## Problem to solve:
With the line containing "top one receives" as the start and the line containing "Each tick the" as the end, transcribe that span of the entries below exactly, including both.

Records from a dataset:
□ □ □ □ □ □ □

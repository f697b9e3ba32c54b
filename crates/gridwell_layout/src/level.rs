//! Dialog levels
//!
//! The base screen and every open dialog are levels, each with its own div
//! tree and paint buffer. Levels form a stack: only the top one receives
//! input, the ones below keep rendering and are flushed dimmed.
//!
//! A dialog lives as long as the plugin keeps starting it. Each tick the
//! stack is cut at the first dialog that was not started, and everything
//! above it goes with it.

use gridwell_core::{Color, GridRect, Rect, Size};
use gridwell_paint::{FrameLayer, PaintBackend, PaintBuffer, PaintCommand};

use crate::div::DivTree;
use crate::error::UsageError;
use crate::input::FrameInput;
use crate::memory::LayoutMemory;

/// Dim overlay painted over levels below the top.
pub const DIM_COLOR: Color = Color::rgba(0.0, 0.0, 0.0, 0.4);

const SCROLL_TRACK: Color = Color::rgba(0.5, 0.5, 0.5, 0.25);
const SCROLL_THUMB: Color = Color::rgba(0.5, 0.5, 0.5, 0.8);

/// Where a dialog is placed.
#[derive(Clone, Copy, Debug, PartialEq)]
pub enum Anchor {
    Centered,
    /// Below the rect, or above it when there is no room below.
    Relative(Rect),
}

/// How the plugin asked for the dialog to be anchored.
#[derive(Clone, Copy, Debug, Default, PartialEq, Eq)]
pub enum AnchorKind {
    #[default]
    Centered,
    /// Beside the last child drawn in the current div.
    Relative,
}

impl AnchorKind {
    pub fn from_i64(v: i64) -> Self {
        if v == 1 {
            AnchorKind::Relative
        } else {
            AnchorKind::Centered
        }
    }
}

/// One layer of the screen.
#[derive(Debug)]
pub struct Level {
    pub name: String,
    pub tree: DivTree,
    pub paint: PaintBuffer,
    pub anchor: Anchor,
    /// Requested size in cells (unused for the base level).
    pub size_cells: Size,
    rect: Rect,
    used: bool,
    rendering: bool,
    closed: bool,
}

□ □ □ □ □ □ □

## Expected answer:
//! tree and paint buffer. Levels form a stack: only the top one receives
//! input, the ones below keep rendering and are flushed dimmed.
//!
//! A dialog lives as long as the plugin keeps starting it. Each tick the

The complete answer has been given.